Profits diving? All part of the plan, says Juniper Networks beancounter

Just wait till 400Gbps Ethernet boxen start shifting...

Juniper Networks' chief beancounter has told world+dog that he has a cunning "strategic" plan that explains precisely why both revenues and profits have been slipping downwards at the US networking kit firm.

Speaking to CFO.com, Juniper's top counting chap, Ken Miller, insisted that the firm's 35.3 per cent year-on-year crash in calendar Q2 profits to $116.5m was all part of management's grand design.

That plan, as exec veep Manoj Leelanivas told The Register a few weeks ago, centres around holding tight until 400Gbps Ethernet boxen start moving in earnest by Q2 2019.

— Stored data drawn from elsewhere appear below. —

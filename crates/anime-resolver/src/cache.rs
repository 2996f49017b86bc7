//! Short-lived memoization of successful resolutions.
//!
//! Entries expire passively: an expired entry is dropped when it is read.
//! Nothing is persisted, and a broken cache behaves like an empty one.

use shared::ResolutionResult;
use std::collections::HashMap;
use std::sync::Mutex;
use std::time::{Duration, Instant};
use tracing::{debug, info};

/// Cache key: source (empty for "any source"), normalized title, requested episode
#[derive(Debug, Clone, PartialEq, Eq, Hash)]
pub struct CacheKey {
    pub source_id: String,
    pub title: String,
    pub episode: u32,
}

impl CacheKey {
    pub fn new(source_id: Option<&str>, title: &str, episode: u32) -> Self {
        Self {
            source_id: source_id.unwrap_or_default().to_string(),
            title: normalize_title(title),
            episode,
        }
    }
}

/// Lowercase and collapse whitespace so trivially different spellings share an entry
pub fn normalize_title(title: &str) -> String {
    title
        .split_whitespace()
        .map(str::to_lowercase)
        .collect::<Vec<_>>()
        .join(" ")
}

#[derive(Debug, Clone)]
struct CacheEntry {
    value: ResolutionResult,
    expires_at: Instant,
}

/// In-memory TTL cache for resolution results
pub struct ResultCache {
    entries: Mutex<HashMap<CacheKey, CacheEntry>>,
    /// Whether caching is enabled
    enabled: bool,
    default_ttl: Duration,
}

impl ResultCache {
    /// Create a new result cache
    pub fn new(enabled: bool, default_ttl: Duration) -> Self {
        if enabled {
            info!(ttl_secs = default_ttl.as_secs(), "Result cache initialized");
        }
        Self {
            entries: Mutex::new(HashMap::new()),
            enabled,
            default_ttl,
        }
    }

    pub fn default_ttl(&self) -> Duration {
        self.default_ttl
    }

    /// Get a cached result if present and not expired
    pub fn get(&self, key: &CacheKey) -> Option<ResolutionResult> {
        if !self.enabled {
            return None;
        }

        let mut entries = self.entries.lock().ok()?;
        let expired = match entries.get(key) {
            Some(entry) if Instant::now() <= entry.expires_at => {
                debug!(source = %key.source_id, title = %key.title, episode = key.episode, "Cache hit");
                return Some(entry.value.clone());
            }
            Some(_) => true,
            None => false,
        };

        if expired {
            entries.remove(key);
            debug!(title = %key.title, episode = key.episode, "Cache entry expired");
        } else {
            debug!(title = %key.title, episode = key.episode, "Cache miss");
        }
        None
    }

    /// Store a result for `ttl`
    pub fn set(&self, key: CacheKey, value: ResolutionResult, ttl: Duration) {
        if !self.enabled {
            return;
        }

        if let Ok(mut entries) = self.entries.lock() {
            debug!(source = %key.source_id, title = %key.title, episode = key.episode, ttl_secs = ttl.as_secs(), "Cache stored");
            entries.insert(
                key,
                CacheEntry {
                    value,
                    expires_at: Instant::now() + ttl,
                },
            );
        }
    }

    /// Drop one entry, or everything when `key` is `None`
    pub fn clear(&self, key: Option<&CacheKey>) {
        if let Ok(mut entries) = self.entries.lock() {
            match key {
                Some(key) => {
                    entries.remove(key);
                }
                None => {
                    entries.clear();
                    info!("Cache cleared");
                }
            }
        }
    }

    /// Remove every expired entry, returning how many were dropped
    pub fn purge_expired(&self) -> usize {
        let Ok(mut entries) = self.entries.lock() else {
            return 0;
        };
        let now = Instant::now();
        let before = entries.len();
        entries.retain(|_, entry| now <= entry.expires_at);
        before - entries.len()
    }

    /// Get cache statistics
    pub fn stats(&self) -> CacheStats {
        let Ok(entries) = self.entries.lock() else {
            return CacheStats::default();
        };
        let now = Instant::now();
        CacheStats {
            total_entries: entries.len(),
            expired_entries: entries.values().filter(|e| now > e.expires_at).count(),
        }
    }
}

/// Cache statistics
#[derive(Debug, Clone, Default, PartialEq, Eq)]
pub struct CacheStats {
    pub total_entries: usize,
    pub expired_entries: usize,
}
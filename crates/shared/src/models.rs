//! Data models for the resolution pipeline.
//!
//! This module defines the structures that flow from the metadata lookup,
//! through the source adapters, to the final result handed to callers.

use crate::error::ErrorKind;
use chrono::{DateTime, Utc};
use serde::{Deserialize, Serialize};
use std::collections::BTreeMap;
use std::time::Duration;

/// Declared release format of a title
#[derive(Debug, Clone, Copy, Serialize, Deserialize, PartialEq, Eq, Hash)]
#[serde(rename_all = "UPPERCASE")]
pub enum ShowType {
    Movie,
    Tv,
}

impl ShowType {
    /// Parse a loose type label ("TV", "Movie", "TV_SHORT", ...).
    ///
    /// Labels that are neither a movie nor a regular series (OVA, ONA, specials)
    /// yield `None` so they never act as a hard filter.
    pub fn parse(label: &str) -> Option<Self> {
        match label.trim().to_ascii_uppercase().as_str() {
            "MOVIE" | "MOVIES" | "FILM" => Some(ShowType::Movie),
            "TV" | "TV_SHORT" | "TV SHORT" | "SERIES" => Some(ShowType::Tv),
            _ => None,
        }
    }
}

impl std::fmt::Display for ShowType {
    fn fmt(&self, f: &mut std::fmt::Formatter<'_>) -> std::fmt::Result {
        match self {
            ShowType::Movie => write!(f, "MOVIE"),
            ShowType::Tv => write!(f, "TV"),
        }
    }
}

/// What a caller asked for, after metadata resolution
#[derive(Debug, Clone, Serialize, Deserialize, PartialEq, Eq)]
pub struct TitleQuery {
    pub raw_identifier: String,
    /// Primary title first, then alternates
    pub resolved_titles: Vec<String>,
    pub total_episodes_known: Option<u32>,
    pub show_type: Option<ShowType>,
}

impl TitleQuery {
    /// Build a query from a free-text title, skipping the metadata service.
    pub fn from_title(title: impl Into<String>) -> Self {
        let title = title.into();
        Self {
            raw_identifier: title.clone(),
            resolved_titles: vec![title],
            total_episodes_known: None,
            show_type: None,
        }
    }

    pub fn primary_title(&self) -> &str {
        self.resolved_titles
            .first()
            .map(String::as_str)
            .unwrap_or(self.raw_identifier.as_str())
    }
}

/// How a source numbers its episodes
#[derive(Debug, Clone, Copy, Serialize, Deserialize, PartialEq, Eq, Default)]
#[serde(rename_all = "lowercase")]
pub enum EpisodeNumbering {
    /// One absolute counter across the whole run
    #[default]
    Flat,
    /// Episode numbers restart every season
    Seasonal,
}

fn default_enabled() -> bool {
    true
}

/// Static configuration of one streaming site
#[derive(Debug, Clone, Serialize, Deserialize, PartialEq, Eq)]
pub struct SourceDescriptor {
    pub id: String,
    pub display_name: String,
    pub base_url: String,
    /// Lower is tried first
    pub priority: i32,
    pub timeout_ms: u64,
    #[serde(default = "default_enabled")]
    pub enabled: bool,
    #[serde(default)]
    pub numbering: EpisodeNumbering,
    /// Named URL templates; placeholders are written as `{name}`
    #[serde(default)]
    pub url_patterns: BTreeMap<String, String>,
}

impl SourceDescriptor {
    pub fn timeout(&self) -> Duration {
        Duration::from_millis(self.timeout_ms)
    }

    /// Render a named URL template, resolving site-relative results against `base_url`.
    ///
    /// Returns `None` if the template is not configured.
    pub fn url_for(&self, pattern: &str, vars: &[(&str, &str)]) -> Option<String> {
        let template = self.url_patterns.get(pattern)?;
        let mut rendered = template.replace("{base}", self.base_url.trim_end_matches('/'));
        for (name, value) in vars {
            rendered = rendered.replace(&format!("{{{}}}", name), value);
        }

        if rendered.starts_with("http://") || rendered.starts_with("https://") {
            Some(rendered)
        } else {
            Some(format!(
                "{}/{}",
                self.base_url.trim_end_matches('/'),
                rendered.trim_start_matches('/')
            ))
        }
    }
}

/// One search hit from a source, scored against the query
#[derive(Debug, Clone, Serialize, Deserialize, PartialEq)]
pub struct CandidateMatch {
    pub source_title: String,
    /// Site-internal id or slug
    pub source_identifier: String,
    pub score: i64,
    pub declared_type: Option<ShowType>,
}

/// How the requested episode number was translated for a source
#[derive(Debug, Clone, Copy, Serialize, Deserialize, PartialEq, Eq)]
#[serde(rename_all = "SCREAMING_SNAKE_CASE")]
pub enum MappingKind {
    Exact,
    PatternCalculated,
    BoundaryCalculated,
    ProgressiveFallback,
    LatestAvailable,
}

impl MappingKind {
    pub fn as_str(&self) -> &str {
        match self {
            MappingKind::Exact => "exact",
            MappingKind::PatternCalculated => "pattern_calculated",
            MappingKind::BoundaryCalculated => "boundary_calculated",
            MappingKind::ProgressiveFallback => "progressive_fallback",
            MappingKind::LatestAvailable => "latest_available",
        }
    }
}

#[derive(Debug, Clone, Serialize, Deserialize, PartialEq, Eq)]
pub struct EpisodeMapping {
    pub requested_episode: u32,
    pub resolved_season: u32,
    pub resolved_episode: u32,
    pub mapping_kind: MappingKind,
    pub explanation: String,
}

impl EpisodeMapping {
    /// The requested number was used as-is.
    pub fn exact(requested_episode: u32, season: u32) -> Self {
        Self {
            requested_episode,
            resolved_season: season,
            resolved_episode: requested_episode,
            mapping_kind: MappingKind::Exact,
            explanation: format!(
                "episode {} found as season {} episode {}",
                requested_episode, season, requested_episode
            ),
        }
    }

    /// True if the caller got a different episode than the one requested.
    pub fn is_degraded(&self) -> bool {
        matches!(
            self.mapping_kind,
            MappingKind::ProgressiveFallback | MappingKind::LatestAvailable
        )
    }
}

#[derive(Debug, Clone, Copy, Serialize, Deserialize, PartialEq, Eq, Hash)]
#[serde(rename_all = "SCREAMING_SNAKE_CASE")]
pub enum ServerKind {
    Iframe,
    DirectMedia,
}

/// One playable stream
#[derive(Debug, Clone, Serialize, Deserialize, PartialEq, Eq)]
pub struct StreamServer {
    pub display_name: String,
    pub url: String,
    pub kind: ServerKind,
    pub provider_label: String,
    pub quality_label: String,
}

#[derive(Debug, Clone, Copy, Serialize, Deserialize, PartialEq)]
pub struct SkipWindow {
    pub start: f64,
    pub end: f64,
}

/// Intro/outro timestamps, when a source publishes them
#[derive(Debug, Clone, Copy, Serialize, Deserialize, PartialEq, Default)]
pub struct SkipTimes {
    pub intro: Option<SkipWindow>,
    pub outro: Option<SkipWindow>,
}

/// One source that was tried and did not produce the result
#[derive(Debug, Clone, Serialize, Deserialize, PartialEq, Eq)]
pub struct SourceFailure {
    pub source_id: String,
    pub kind: ErrorKind,
    pub message: String,
}

/// Observability data attached to every result
#[derive(Debug, Clone, Serialize, Deserialize, PartialEq, Eq, Default)]
pub struct AttemptReport {
    pub sources_attempted: usize,
    pub elapsed_ms: u64,
    /// Sources that failed before the winning one, in the order they failed
    pub failures: Vec<SourceFailure>,
    pub from_cache: bool,
}

/// Final answer handed to the presentation layer
#[derive(Debug, Clone, Serialize, Deserialize, PartialEq)]
pub struct ResolutionResult {
    pub source_id: String,
    pub title_used: String,
    pub episode_mapping: EpisodeMapping,
    /// Never empty; `servers[0]` is the primary server
    pub servers: Vec<StreamServer>,
    pub skip: Option<SkipTimes>,
    pub fetched_at: DateTime<Utc>,
    pub attempts: AttemptReport,
}

impl ResolutionResult {
    pub fn primary(&self) -> Option<&StreamServer> {
        self.servers.first()
    }
}

#[cfg(test)]
mod tests {
    use super::*;

    fn descriptor() -> SourceDescriptor {
        let mut url_patterns = BTreeMap::new();
        url_patterns.insert("series".to_string(), "/series/{slug}".to_string());
        url_patterns.insert("mirror".to_string(), "https://cdn.test/{slug}/{episode}".to_string());
        SourceDescriptor {
            id: "mock".to_string(),
            display_name: "Mock".to_string(),
            base_url: "https://site.test/".to_string(),
            priority: 1,
            timeout_ms: 1000,
            enabled: true,
            numbering: EpisodeNumbering::Flat,
            url_patterns,
        }
    }

    #[test]
    fn test_url_for_relative_template() {
        let d = descriptor();
        assert_eq!(
            d.url_for("series", &[("slug", "one-piece")]).as_deref(),
            Some("https://site.test/series/one-piece")
        );
    }

    #[test]
    fn test_url_for_absolute_template() {
        let d = descriptor();
        assert_eq!(
            d.url_for("mirror", &[("slug", "x"), ("episode", "5")]).as_deref(),
            Some("https://cdn.test/x/5")
        );
        assert_eq!(d.url_for("missing", &[]), None);
    }

    #[test]
    fn test_show_type_parse() {
        assert_eq!(ShowType::parse("Movie"), Some(ShowType::Movie));
        assert_eq!(ShowType::parse(" tv "), Some(ShowType::Tv));
        assert_eq!(ShowType::parse("TV_SHORT"), Some(ShowType::Tv));
        assert_eq!(ShowType::parse("OVA"), None);
    }

    #[test]
    fn test_exact_mapping_invariant() {
        let mapping = EpisodeMapping::exact(5, 2);
        assert_eq!(mapping.resolved_episode, 5);
        assert_eq!(mapping.resolved_season, 2);
        assert_eq!(mapping.mapping_kind, MappingKind::Exact);
        assert!(!mapping.is_degraded());
    }

    #[test]
    fn test_mapping_kind_serialization() {
        let json = serde_json::to_string(&MappingKind::PatternCalculated).unwrap();
        assert_eq!(json, "\"PATTERN_CALCULATED\"");
        let json = serde_json::to_string(&ServerKind::DirectMedia).unwrap();
        assert_eq!(json, "\"DIRECT_MEDIA\"");
    }

    #[test]
    fn test_primary_title_falls_back_to_identifier() {
        let mut query = TitleQuery::from_title("Naruto");
        assert_eq!(query.primary_title(), "Naruto");
        query.resolved_titles.clear();
        assert_eq!(query.primary_title(), "Naruto");
    }
}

In Miller's view, however, Juniper is selling its current lines at a lower average price point – in spite of falling sales and profits – and praying that the ongoing enterprise shift to cloud, and the need for faster networking kit to cope with that shift, will see the company through.

Juniper's revenues were also down in Q2, having dropped by $100m from $1.31bn in the year ago period to $1.20bn.

"There's less revenue this year, but it's strategic, because we want to make sure we keep our footprint growing going forward," Miller said. "Cloud customers have much simpler networks than telcos, but they were buying a telco-grade router that did a lot more than they needed. Now we've built a purposefully cloud-first router, which is what they need at the economics they desire."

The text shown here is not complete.